ASSIGNED TASK => Show every line of the data below that includes the word "earlier".

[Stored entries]
____________

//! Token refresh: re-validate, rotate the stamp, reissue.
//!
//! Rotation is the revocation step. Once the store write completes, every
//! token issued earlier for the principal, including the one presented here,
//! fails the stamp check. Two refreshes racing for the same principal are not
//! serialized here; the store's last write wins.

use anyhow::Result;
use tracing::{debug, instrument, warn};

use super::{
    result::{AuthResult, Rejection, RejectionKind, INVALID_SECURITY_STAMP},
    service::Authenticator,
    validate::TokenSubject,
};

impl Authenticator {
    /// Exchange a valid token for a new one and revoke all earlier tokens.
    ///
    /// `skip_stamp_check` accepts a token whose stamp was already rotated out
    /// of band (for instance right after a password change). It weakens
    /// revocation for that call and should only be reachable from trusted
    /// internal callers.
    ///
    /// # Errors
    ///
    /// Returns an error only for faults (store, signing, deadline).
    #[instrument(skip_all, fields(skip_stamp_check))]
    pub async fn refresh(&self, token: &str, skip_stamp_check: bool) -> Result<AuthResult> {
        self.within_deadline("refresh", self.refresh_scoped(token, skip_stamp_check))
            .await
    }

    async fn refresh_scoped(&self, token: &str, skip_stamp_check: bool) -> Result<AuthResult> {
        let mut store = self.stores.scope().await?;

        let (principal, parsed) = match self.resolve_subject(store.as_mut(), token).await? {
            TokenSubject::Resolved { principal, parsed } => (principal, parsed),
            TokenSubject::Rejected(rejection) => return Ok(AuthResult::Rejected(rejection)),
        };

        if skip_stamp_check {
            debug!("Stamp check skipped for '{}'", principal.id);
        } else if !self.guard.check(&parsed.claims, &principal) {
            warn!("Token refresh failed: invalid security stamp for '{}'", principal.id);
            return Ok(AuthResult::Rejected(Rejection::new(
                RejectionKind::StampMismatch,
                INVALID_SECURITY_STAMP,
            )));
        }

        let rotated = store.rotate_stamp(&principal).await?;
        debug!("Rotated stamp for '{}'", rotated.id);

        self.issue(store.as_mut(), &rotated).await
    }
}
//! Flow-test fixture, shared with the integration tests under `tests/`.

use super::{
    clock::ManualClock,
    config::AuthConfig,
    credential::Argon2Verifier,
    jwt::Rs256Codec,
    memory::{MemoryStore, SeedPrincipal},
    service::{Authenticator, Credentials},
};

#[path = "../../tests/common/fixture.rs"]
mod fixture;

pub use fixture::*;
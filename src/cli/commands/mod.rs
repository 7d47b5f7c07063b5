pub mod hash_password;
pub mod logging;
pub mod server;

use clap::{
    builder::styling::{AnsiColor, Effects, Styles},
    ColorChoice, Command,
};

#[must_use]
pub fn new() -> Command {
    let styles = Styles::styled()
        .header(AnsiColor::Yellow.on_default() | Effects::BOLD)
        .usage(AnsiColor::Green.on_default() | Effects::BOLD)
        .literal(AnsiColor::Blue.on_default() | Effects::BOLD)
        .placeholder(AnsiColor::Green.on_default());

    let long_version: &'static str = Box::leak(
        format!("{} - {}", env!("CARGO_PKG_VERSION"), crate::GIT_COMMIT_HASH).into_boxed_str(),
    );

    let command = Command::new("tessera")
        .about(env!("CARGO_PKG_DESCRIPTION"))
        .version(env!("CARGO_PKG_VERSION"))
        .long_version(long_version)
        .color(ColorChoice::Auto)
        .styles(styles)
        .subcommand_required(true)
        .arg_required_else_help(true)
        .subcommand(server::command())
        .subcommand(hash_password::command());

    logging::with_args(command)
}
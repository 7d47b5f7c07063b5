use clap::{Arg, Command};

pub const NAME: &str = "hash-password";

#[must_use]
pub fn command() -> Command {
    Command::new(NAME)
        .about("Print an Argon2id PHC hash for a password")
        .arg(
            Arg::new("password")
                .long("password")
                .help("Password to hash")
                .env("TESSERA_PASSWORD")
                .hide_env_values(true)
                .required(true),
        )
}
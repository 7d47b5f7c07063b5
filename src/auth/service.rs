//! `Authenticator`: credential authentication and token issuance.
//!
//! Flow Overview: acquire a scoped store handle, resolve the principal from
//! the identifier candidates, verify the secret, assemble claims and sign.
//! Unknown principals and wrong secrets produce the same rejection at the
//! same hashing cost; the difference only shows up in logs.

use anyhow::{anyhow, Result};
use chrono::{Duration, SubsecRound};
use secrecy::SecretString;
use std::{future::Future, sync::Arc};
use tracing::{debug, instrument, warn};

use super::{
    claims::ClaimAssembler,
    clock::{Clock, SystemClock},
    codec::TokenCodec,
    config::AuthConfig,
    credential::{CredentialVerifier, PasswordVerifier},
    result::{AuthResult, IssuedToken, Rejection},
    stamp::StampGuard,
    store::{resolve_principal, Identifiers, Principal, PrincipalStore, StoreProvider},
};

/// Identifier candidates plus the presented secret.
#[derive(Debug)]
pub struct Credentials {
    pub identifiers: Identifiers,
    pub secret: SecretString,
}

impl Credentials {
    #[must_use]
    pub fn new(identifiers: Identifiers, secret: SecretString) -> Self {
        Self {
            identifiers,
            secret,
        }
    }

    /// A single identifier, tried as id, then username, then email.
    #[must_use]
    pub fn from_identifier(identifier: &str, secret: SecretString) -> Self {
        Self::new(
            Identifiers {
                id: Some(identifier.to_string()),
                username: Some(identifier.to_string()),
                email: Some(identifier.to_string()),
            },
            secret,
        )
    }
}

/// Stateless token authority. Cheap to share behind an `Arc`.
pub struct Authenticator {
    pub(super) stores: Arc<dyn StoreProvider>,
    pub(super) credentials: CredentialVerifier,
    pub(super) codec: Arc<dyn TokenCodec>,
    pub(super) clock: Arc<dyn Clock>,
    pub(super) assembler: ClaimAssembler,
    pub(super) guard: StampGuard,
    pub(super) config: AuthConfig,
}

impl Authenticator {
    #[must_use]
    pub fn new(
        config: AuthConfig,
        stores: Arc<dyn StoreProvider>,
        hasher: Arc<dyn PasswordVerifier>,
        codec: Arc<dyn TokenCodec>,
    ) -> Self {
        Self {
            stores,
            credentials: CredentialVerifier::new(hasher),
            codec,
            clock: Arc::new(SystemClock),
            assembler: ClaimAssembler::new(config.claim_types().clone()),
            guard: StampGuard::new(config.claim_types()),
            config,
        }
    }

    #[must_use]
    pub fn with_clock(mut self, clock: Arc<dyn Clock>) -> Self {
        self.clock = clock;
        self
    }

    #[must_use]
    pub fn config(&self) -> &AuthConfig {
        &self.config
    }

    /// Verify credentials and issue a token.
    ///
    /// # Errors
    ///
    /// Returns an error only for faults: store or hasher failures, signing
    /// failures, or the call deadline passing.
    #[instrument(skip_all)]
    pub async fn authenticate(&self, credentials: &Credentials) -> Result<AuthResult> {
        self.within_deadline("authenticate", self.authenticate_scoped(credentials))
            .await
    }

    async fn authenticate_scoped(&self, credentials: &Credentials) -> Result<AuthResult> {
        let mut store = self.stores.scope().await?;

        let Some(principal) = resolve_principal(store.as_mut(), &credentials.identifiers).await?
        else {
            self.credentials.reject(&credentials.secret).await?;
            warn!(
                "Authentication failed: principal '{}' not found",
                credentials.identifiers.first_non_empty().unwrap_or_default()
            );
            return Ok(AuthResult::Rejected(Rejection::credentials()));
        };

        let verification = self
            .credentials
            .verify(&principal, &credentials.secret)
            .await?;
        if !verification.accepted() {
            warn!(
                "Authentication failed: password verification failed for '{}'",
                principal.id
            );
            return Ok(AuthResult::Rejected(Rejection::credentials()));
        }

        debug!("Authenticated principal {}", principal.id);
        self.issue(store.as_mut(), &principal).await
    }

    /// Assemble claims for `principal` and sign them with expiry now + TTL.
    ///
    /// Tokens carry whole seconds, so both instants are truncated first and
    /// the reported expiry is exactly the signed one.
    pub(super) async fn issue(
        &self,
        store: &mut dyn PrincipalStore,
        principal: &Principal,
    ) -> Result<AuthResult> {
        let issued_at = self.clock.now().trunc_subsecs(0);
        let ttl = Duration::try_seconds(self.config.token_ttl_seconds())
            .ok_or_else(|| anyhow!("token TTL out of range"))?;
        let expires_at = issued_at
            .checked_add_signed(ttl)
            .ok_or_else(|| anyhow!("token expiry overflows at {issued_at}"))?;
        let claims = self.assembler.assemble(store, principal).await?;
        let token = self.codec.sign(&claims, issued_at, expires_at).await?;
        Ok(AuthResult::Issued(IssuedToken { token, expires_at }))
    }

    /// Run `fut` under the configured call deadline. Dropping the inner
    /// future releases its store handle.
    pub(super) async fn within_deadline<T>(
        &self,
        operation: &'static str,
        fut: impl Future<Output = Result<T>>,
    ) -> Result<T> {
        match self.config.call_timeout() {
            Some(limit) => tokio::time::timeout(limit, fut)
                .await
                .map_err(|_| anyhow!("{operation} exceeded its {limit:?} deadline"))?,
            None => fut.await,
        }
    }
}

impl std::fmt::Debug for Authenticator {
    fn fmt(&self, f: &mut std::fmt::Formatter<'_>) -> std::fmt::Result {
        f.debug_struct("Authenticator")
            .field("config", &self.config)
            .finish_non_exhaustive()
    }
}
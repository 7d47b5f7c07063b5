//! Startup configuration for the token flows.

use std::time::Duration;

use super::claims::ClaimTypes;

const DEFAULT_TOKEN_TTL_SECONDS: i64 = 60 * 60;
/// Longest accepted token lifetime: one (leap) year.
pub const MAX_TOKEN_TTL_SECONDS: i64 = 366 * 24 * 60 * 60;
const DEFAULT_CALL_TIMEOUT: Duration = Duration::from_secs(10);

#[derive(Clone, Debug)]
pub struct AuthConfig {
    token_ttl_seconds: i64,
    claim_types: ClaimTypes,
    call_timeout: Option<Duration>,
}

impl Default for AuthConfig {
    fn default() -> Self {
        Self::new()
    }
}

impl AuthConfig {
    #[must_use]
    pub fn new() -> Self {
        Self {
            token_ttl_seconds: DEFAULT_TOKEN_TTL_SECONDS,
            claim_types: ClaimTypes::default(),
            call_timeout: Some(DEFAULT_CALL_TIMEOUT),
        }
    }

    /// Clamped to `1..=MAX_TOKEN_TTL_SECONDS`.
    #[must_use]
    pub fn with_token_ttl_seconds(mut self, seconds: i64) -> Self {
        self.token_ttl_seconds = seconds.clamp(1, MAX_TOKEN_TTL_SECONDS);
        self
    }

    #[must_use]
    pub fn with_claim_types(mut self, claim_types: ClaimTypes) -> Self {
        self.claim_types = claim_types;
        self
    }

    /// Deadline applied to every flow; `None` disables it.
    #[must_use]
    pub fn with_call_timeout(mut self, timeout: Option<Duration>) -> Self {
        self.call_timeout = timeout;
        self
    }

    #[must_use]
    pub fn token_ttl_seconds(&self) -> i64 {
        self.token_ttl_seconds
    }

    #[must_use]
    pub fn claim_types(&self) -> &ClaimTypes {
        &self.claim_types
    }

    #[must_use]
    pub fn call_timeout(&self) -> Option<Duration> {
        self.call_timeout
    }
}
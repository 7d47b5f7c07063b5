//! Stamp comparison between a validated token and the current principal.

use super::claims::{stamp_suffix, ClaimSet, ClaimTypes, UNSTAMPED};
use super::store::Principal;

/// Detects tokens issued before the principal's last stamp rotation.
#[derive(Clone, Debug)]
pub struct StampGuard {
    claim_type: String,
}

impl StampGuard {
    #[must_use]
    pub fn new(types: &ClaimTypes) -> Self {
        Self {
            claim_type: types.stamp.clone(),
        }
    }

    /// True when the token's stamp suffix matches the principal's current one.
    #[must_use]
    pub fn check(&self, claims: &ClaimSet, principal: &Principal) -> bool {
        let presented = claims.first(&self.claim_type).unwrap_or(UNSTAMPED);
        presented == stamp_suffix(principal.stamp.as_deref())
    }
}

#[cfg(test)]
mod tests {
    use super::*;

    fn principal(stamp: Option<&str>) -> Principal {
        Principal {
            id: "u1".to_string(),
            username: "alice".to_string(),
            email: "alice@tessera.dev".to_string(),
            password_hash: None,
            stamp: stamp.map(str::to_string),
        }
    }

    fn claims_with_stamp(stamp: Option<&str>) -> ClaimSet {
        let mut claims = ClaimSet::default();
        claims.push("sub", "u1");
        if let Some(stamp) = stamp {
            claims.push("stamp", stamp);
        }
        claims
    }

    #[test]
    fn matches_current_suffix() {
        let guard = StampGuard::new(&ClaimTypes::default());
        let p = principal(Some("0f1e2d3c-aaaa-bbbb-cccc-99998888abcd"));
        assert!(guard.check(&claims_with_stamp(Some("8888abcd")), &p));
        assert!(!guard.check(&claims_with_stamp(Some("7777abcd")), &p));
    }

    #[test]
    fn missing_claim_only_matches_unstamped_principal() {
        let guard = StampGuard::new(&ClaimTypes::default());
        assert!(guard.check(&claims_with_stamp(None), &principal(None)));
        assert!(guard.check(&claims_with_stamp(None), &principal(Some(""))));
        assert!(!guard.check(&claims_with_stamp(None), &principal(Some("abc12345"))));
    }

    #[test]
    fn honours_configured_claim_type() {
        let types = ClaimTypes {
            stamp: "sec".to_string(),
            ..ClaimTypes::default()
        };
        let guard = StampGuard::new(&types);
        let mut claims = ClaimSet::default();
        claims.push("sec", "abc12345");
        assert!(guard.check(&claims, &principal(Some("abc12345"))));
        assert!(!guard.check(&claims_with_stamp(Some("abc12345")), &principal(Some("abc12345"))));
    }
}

____________

OUTPUT OF THE EXERCISE =>
//! token issued earlier for the principal, including the one presented here,
    /// Exchange a valid token for a new one and revoke all earlier tokens.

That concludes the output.